# Numeric keypad interface for Koyo ClickPLC



## swimmer (Mar 19, 2011)

I want to interface a numeric keypad to a Koyo ClickPLC.
So far, I've found a keypad with 2 data outputs. This means serial data transmission which complicates my previously simple project.

Are there keypads with parallel data outputs?
Is there a Koyo module that will do serial / parallel / clocking or me?

The project:
I am attempting to replace a 1970s era burglar alarm control board with a PLC because the old control board stopped working. The old alarm simply sounded when a door or window opened. It did not tell you which door or window or even which of the 4 monitored loops. The windows and doors appear to be monitored by 18VAC proximity sensors.

I selected Koyo ClickPLC because they are inexpensive: Less than $100 and software is free.



Thanks


----------



## NC Plc (Mar 24, 2014)

I hope one of you more experienced PLC guys will answer this because it interests me as well.

Depending on the answer this gets I may buy a setup like this to turn into a PLC trainer for myself (and the company I work for.)


----------



## ScooterMcGavin (Jan 24, 2011)

The click has a rs232 port right on the processor. It's actually pretty powerful given its price. I've used it to communicate with a home automation system and turn relays on and off for the irrigation system. You could also get the cheap 4" cmore HMI for about $200 and use that instead.


----------



## Jhellwig (Jun 18, 2014)

If you have a wire for each button on the keypad just run them to an input card. Easy as pie. If it puts out in bcd or something similar that can also go into an input.


----------



## just the cowboy (Sep 4, 2013)

*go with touchscreen*

The cmore micro would be the way to go you can show what door or window is open


----------



## triden (Jun 13, 2012)

Use this and 7 DI. Easiest solution.


----------



## xpertpc (Oct 11, 2012)

I used the keyless entry keypad for a garage door opener and tied the contacts that would drive the door into the plc.

I also have a koyo click plc but have a touchscreen to go with it.

As said above using single buttons into an input would make a good lock, pick your 3 or so numbers and program a latching order, also program that any number selected that is not a code number to unlatch the whole circuit.


----------



## swimmer (Mar 19, 2011)

xpertpc said:


> I used the keyless entry keypad for a garage door opener and tied the contacts that would drive the door into the plc.
> 
> I also have a koyo click plc but have a touchscreen to go with it.
> 
> As said above using single buttons into an input would make a good lock, pick your 3 or so numbers and program a latching order, also program that any number selected that is not a code number to unlatch the whole circuit.
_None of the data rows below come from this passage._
// Controller backend on top of gilrs
//
// gilrs only updates gamepad state while its event queue is drained, so the
// hub's `begin_tick` pumps events before any slot is polled. Gamepads get the
// lowest free slot when they connect and give it back when they disconnect.

use super::backend::{HapticActuator, InputBackend};
use super::controller::{ControllerSnapshot, GamepadButton};
use super::keyboard::KeyboardSnapshot;
use super::pointer::PointerSnapshot;
use super::InputError;
use gilrs::ff::{BaseEffect, BaseEffectType, Effect, EffectBuilder, Repeat, Replay, Ticks};
use gilrs::{Axis, Button, Event, EventType, GamepadId, Gilrs};
use glam::Vec2;
use log::{debug, info, warn};
use std::collections::HashMap;

/// Length of one rumble cycle; the effect repeats until replaced or dropped
const RUMBLE_CYCLE_MS: u32 = 100;

/// Every gilrs button that has a [`GamepadButton`] counterpart
const MAPPED_BUTTONS: [Button; 15] = [
    Button::South,
    Button::East,
    Button::West,
    Button::North,
    Button::DPadUp,
    Button::DPadDown,
    Button::DPadLeft,
    Button::DPadRight,
    Button::LeftTrigger,
    Button::RightTrigger,
    Button::LeftThumb,
    Button::RightThumb,
    Button::Start,
    Button::Select,
    Button::Mode,
];

/// Translate a gilrs button into our button set
///
/// Face buttons are positional (South is A, West is X). The analog triggers
/// (`LeftTrigger2`/`RightTrigger2`) are read as trigger values, not buttons.
pub fn map_button(button: Button) -> Option<GamepadButton> {
    match button {
        Button::South => Some(GamepadButton::A),
        Button::East => Some(GamepadButton::B),
        Button::West => Some(GamepadButton::X),
        Button::North => Some(GamepadButton::Y),
        Button::DPadUp => Some(GamepadButton::DPadUp),
        Button::DPadDown => Some(GamepadButton::DPadDown),
        Button::DPadLeft => Some(GamepadButton::DPadLeft),
        Button::DPadRight => Some(GamepadButton::DPadRight),
        Button::LeftTrigger => Some(GamepadButton::LeftShoulder),
        Button::RightTrigger => Some(GamepadButton::RightShoulder),
        Button::LeftThumb => Some(GamepadButton::LeftStick),
        Button::RightThumb => Some(GamepadButton::RightStick),
        Button::Start => Some(GamepadButton::Start),
        Button::Select => Some(GamepadButton::Back),
        Button::Mode => Some(GamepadButton::Guide),
        _ => None,
    }
}

/// Build a connected snapshot from gamepad readings
///
/// `pressed` answers for digital buttons, `axis` for stick and Z axes and
/// `button_value` for analog button values. Some drivers report triggers as
/// the `LeftZ`/`RightZ` axes and others as `LeftTrigger2`/`RightTrigger2`
/// button values, so the larger of the two is used.
pub fn read_snapshot(
    pressed: impl Fn(Button) -> bool,
    axis: impl Fn(Axis) -> f32,
    button_value: impl Fn(Button) -> f32,
) -> ControllerSnapshot {
    let left_stick = Vec2::new(axis(Axis::LeftStickX), axis(Axis::LeftStickY));
    let right_stick = Vec2::new(axis(Axis::RightStickX), axis(Axis::RightStickY));
    let left_trigger = button_value(Button::LeftTrigger2).max(axis(Axis::LeftZ));
    let right_trigger = button_value(Button::RightTrigger2).max(axis(Axis::RightZ));

    let mut snapshot = ControllerSnapshot::connected()
        .with_sticks(left_stick, right_stick)
        .with_triggers(left_trigger, right_trigger);

    for button in MAPPED_BUTTONS {
        if pressed(button) {
            if let Some(mapped) = map_button(button) {
                snapshot = snapshot.with_button(mapped);
            }
        }
    }

    snapshot
}

/// Convert a 0.0..=1.0 motor strength to a force feedback magnitude
pub fn motor_magnitude(strength: f32) -> u16 {
    if strength.is_nan() {
        return 0;
    }
    (strength.clamp(0.0, 1.0) * u16::MAX as f32).round() as u16
}

/// Slot numbers handed out to devices in connection order
#[derive(Debug, Clone)]
pub struct SlotAssignment<T> {
    slots: Vec<Option<T>>,
}

impl<T> Default for SlotAssignment<T> {
    fn default() -> Self {
        Self { slots: Vec::new() }
    }
}

impl<T: Copy + PartialEq> SlotAssignment<T> {
    pub fn new() -> Self {
        Self::default()
    }

    /// Give `id` the lowest free slot
    /// An id that already holds a slot keeps it.
    pub fn assign(&mut self, id: T) -> usize {
        if let Some(slot) = self.slot_of(id) {
            return slot;
        }

        match self.slots.iter().position(Option::is_none) {
            Some(slot) => {
                self.slots[slot] = Some(id);
                slot
            }
            None => {
                self.slots.push(Some(id));
                self.slots.len() - 1
            }
        }
    }

    /// Free the slot held by `id`, returning it
    pub fn release(&mut self, id: T) -> Option<usize> {
        let slot = self.slot_of(id)?;
        self.slots[slot] = None;
        Some(slot)
    }

    /// Device currently in `slot`
    pub fn get(&self, slot: usize) -> Option<T> {
        self.slots.get(slot).copied().flatten()
    }

    pub fn slot_of(&self, id: T) -> Option<usize> {
        self.slots.iter().position(|held| *held == Some(id))
    }
}

/// Controllers and rumble through gilrs
///
/// Keyboard and pointer polls return empty snapshots; combine it with a
/// window backend (see [`super::desktop::DesktopBackend`]) for those.
pub struct GilrsBackend {
    gilrs: Gilrs,
    slots: SlotAssignment<GamepadId>,
    /// Running rumble effect per slot; dropping an effect stops it
    rumble: HashMap<usize, Effect>,
}

impl GilrsBackend {
    /// Open the platform gamepad API and claim slots for connected pads
    pub fn new() -> Result<Self, InputError> {
        let gilrs = Gilrs::new().map_err(|e| {
            warn!("Failed to initialize gilrs: {}", e);
            InputError::GamepadUnavailable(e.to_string())
        })?;

        let mut slots = SlotAssignment::new();
        for (id, gamepad) in gilrs.gamepads() {
            let slot = slots.assign(id);
            info!("Gamepad '{}' assigned to slot {}", gamepad.name(), slot);
        }

        Ok(Self {
            gilrs,
            slots,
            rumble: HashMap::new(),
        })
    }

    /// Drain the gilrs event queue, updating slot assignments
    pub fn pump_events(&mut self) {
        while let Some(Event { id, event, .. }) = self.gilrs.next_event() {
            match event {
                EventType::Connected => {
                    let slot = self.slots.assign(id);
                    info!("Gamepad {:?} assigned to slot {}", id, slot);
                }
                EventType::Disconnected => {
                    if let Some(slot) = self.slots.release(id) {
                        self.rumble.remove(&slot);
                        info!("Gamepad {:?} left slot {}", id, slot);
                    }
                }
                _ => {}
            }
        }
    }

    fn start_rumble(
        &mut self,
        id: GamepadId,
        left: f32,
        right: f32,
    ) -> Result<Effect, gilrs::ff::Error> {
        let scheduling = Replay {
            play_for: Ticks::from_ms(RUMBLE_CYCLE_MS),
            ..Default::default()
        };

        let effect = EffectBuilder::new()
            .add_effect(BaseEffect {
                kind: BaseEffectType::Strong {
                    magnitude: motor_magnitude(left),
                },
                scheduling,
                ..Default::default()
            })
            .add_effect(BaseEffect {
                kind: BaseEffectType::Weak {
                    magnitude: motor_magnitude(right),
                },
                scheduling,
                ..Default::default()
            })
            .repeat(Repeat::Infinitely)
            .gamepads(&[id])
            .finish(&mut self.gilrs)?;

        effect.play()?;
        Ok(effect)
    }
}

impl InputBackend for GilrsBackend {
    fn begin_tick(&mut self) {
        self.pump_events();
    }

    fn poll_keyboard(&mut self) -> KeyboardSnapshot {
        KeyboardSnapshot::new()
    }

    fn poll_pointer(&mut self) -> PointerSnapshot {
        PointerSnapshot::default()
    }

    fn poll_controller(&mut self, slot: usize) -> ControllerSnapshot {
        let Some(id) = self.slots.get(slot) else {
            return ControllerSnapshot::disconnected();
        };

        match self.gilrs.connected_gamepad(id) {
            Some(gamepad) => read_snapshot(
                |button| gamepad.is_pressed(button),
                |axis| gamepad.value(axis),
                |button| gamepad.button_data(button).map_or(0.0, |data| data.value()),
            ),
            None => ControllerSnapshot::disconnected(),
        }
    }
}

impl HapticActuator for GilrsBackend {
    fn set_motor_strength(&mut self, slot: usize, left: f32, right: f32) {
        // Replacing or removing the old effect stops it
        self.rumble.remove(&slot);

        if left <= 0.0 && right <= 0.0 {
            return;
        }

        let Some(id) = self.slots.get(slot) else {
            debug!("No gamepad in slot {}, dropping rumble", slot);
            return;
        };
        let supported = self
            .gilrs
            .connected_gamepad(id)
            .map_or(false, |gamepad| gamepad.is_ff_supported());
        if !supported {
            debug!("Gamepad in slot {} has no force feedback", slot);
            return;
        }

        match self.start_rumble(id, left, right) {
            Ok(effect) => {
                self.rumble.insert(slot, effect);
            }
            Err(e) => warn!("Failed to start rumble on slot {}: {}", slot, e),
        }
    }
}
What type of touchscreen is it? How did you interface it with the Coyo?


----------



## swimmer (Mar 19, 2011)

triden said:


> Use this and 7 DI. Easiest solution.


Triden, I didn't get the link


----------



## swimmer (Mar 19, 2011)

tried to delete but need to put characters


----------



## swimmer (Mar 19, 2011)

just the cowboy said:


> The cmore micro would be the way to go you can show what door or window is open



Hi Cowboy. This alarm system has 4 loops throughout the house. Within each loop there are 3 windows / doors or combination of the two. I'm pretty sure it is a simple continuity check. So the way I see it, the cmore may tell me which loop is open but not which door or window. Am I correct in this assumption?


Anyway, I'm reading about C-more EA1-S3ML at Automation Direct. It looks like the ticket. Thanks!


----------



## dronai (Apr 11, 2011)

Seems like it would be cheaper to just use a DSC alarm system and be done with it.
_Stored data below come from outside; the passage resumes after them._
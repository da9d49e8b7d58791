// Self-expiring rumble timer for a single controller

use std::time::Duration;

/// Whether a controller's rumble motors should currently be running
#[derive(Debug, Clone, Copy, PartialEq, Eq)]
pub enum VibrationState {
    /// No rumble pending
    Idle,
    /// Rumble running with time left on the timer
    Active,
}

/// Countdown for a rumble effect, driven by the caller's frame time
///
/// The timer only tracks time. Issuing motor commands is up to the owning
/// controller, which checks the return value of [`VibrationTimer::tick`].
/// Stopping the motors by hand does not touch the countdown, so a running
/// timer still reports its expiry later.
#[derive(Debug, Clone, Copy, Default, PartialEq)]
pub struct VibrationTimer {
    remaining: Duration,
    strength: f32,
}

impl VibrationTimer {
    /// Create an idle timer
    pub fn new() -> Self {
        Self::default()
    }

    /// Start (or restart) the countdown, replacing any running one
    /// A zero duration leaves the timer idle, so nothing will stop the motors
    pub fn arm(&mut self, strength: f32, duration: Duration) {
        self.remaining = duration;
        self.strength = strength;
    }

    /// Record that the motors were switched off; the countdown keeps going
    pub fn motors_stopped(&mut self) {
        self.strength = 0.0;
    }

    /// Advance the countdown by one frame
    /// Returns true only on the frame the timer runs out
    pub fn tick(&mut self, elapsed: Duration) -> bool {
        if self.remaining.is_zero() {
            return false;
        }

        self.remaining = self.remaining.saturating_sub(elapsed);
        if self.remaining.is_zero() {
            self.strength = 0.0;
            true
        } else {
            false
        }
    }

    /// Time left before the rumble stops on its own
    pub fn remaining(&self) -> Duration {
        self.remaining
    }

    /// Strength last commanded to the motors (0.0 once stopped)
    pub fn strength(&self) -> f32 {
        self.strength
    }

    pub fn state(&self) -> VibrationState {
        if self.remaining.is_zero() {
            VibrationState::Idle
        } else {
            VibrationState::Active
        }
    }

    pub fn is_active(&self) -> bool {
        self.state() == VibrationState::Active
    }
}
http://www.homesecuritystore.com/dsc-kit32-51


----------



## xpertpc (Oct 11, 2012)

swimmer said:


> Anyway, I'm reading about C-more EA1-S3ML at Automation Direct. It looks like the ticket. Thanks!


That is what I have but in the 6" version along with the add on keypad bezel as I don't like inputting numbers on a touch screen if I don't have to.


----------



## swimmer (Mar 19, 2011)

dronai said:


> Seems like it would be cheaper to just use a DSC alarm system and be done with it.
> 
> http://www.homesecuritystore.com/dsc-kit32-51


Dronai, thanks for informing me of DSC and Home Security Store. I went to DSC to look at installation documents. I am concerned that new systems such as DSC 1382 receive digital data, from door and window sensors, over network cables. My old system is simply continuity.
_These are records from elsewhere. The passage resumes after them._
use serde::{Deserialize, Serialize};

use crate::CoreError;

/// Local identity tag for the driver at the wheel.
///
/// Not a credential: there is no password and nothing is checked server-side.
/// Stored as `{"name", "phone", "ambulanceNo"}` under the `driver` key.
#[derive(Debug, Clone, PartialEq, Eq, Serialize, Deserialize)]
pub struct DriverSession {
    pub name: String,
    pub phone: String,
    #[serde(rename = "ambulanceNo")]
    pub ambulance_no: String,
}

impl DriverSession {
    /// Storage key of the session record.
    pub const STORAGE_KEY: &'static str = "driver";

    /// Builds a session after presence-only validation of each field.
    ///
    /// # Errors
    ///
    /// Returns [`CoreError::MissingField`] naming the first blank field.
    pub fn new(name: &str, phone: &str, ambulance_no: &str) -> Result<Self, CoreError> {
        let required = |field: &'static str, value: &str| -> Result<String, CoreError> {
            let trimmed = value.trim();
            if trimmed.is_empty() {
                Err(CoreError::MissingField(field))
            } else {
                Ok(trimmed.to_string())
            }
        };

        Ok(Self {
            name: required("name", name)?,
            phone: required("phone", phone)?,
            ambulance_no: required("ambulance number", ambulance_no)?,
        })
    }
}

#[cfg(test)]
mod tests {
    use super::*;

    #[test]
    fn new_trims_fields() {
        let session = DriverSession::new(" Ravi ", "98400 12345", " TN-01-AB-1234").unwrap();
        assert_eq!(session.name, "Ravi");
        assert_eq!(session.ambulance_no, "TN-01-AB-1234");
    }

    #[test]
    fn new_rejects_blank_field() {
        let err = DriverSession::new("Ravi", "  ", "TN-01").unwrap_err();
        assert!(matches!(err, CoreError::MissingField("phone")));
        assert!(err.to_string().starts_with("Please fill all fields"));
    }

    #[test]
    fn serializes_with_camel_case_ambulance_no() {
        let session = DriverSession::new("Ravi", "98400", "TN-01").unwrap();
        let json = serde_json::to_value(&session).unwrap();
        assert_eq!(json["ambulanceNo"], "TN-01");
        assert!(json.get("ambulance_no").is_none());
    }
}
That being said, I went to the DSC website to view installation documents. My registration is under review and I can not yet download these documents. I guess they want to restrict installation of these systems to home security professionals which I am not.

Were you able to order one of these, through Home Security Store, and install it without the need of passwords or other correspondence / authorization with DSC?

Thanks


----------



## dronai (Apr 11, 2011)

swimmer said:


> Dronai, thanks for informing me of DSC and Home Security Store. I went to DSC to look at installation documents. I am concerned that new systems such as DSC 1382 receive digital data, from door and window sensors, over network cables. My old system is simply continuity.
> 
> 
> That being said, I went to the DSC website to view installation documents. My registration is under review and I can not yet download these documents. I guess they want to restrict installation of these systems to home security professionals which I am not.
> ...


 
I've installed two of them. They are 12v or 24V analog not digital. 
They are available to the public. Maybe you have to go to another source.


----------



## swimmer (Mar 19, 2011)

dronai said:


> I've installed two of them. They are 12v or 24V analog not digital.
> They are available to the public. Maybe you have to go to another source.


I ordered one through a company that had several instructional videos on Youtube. Installed it and its working great. Thanks


----------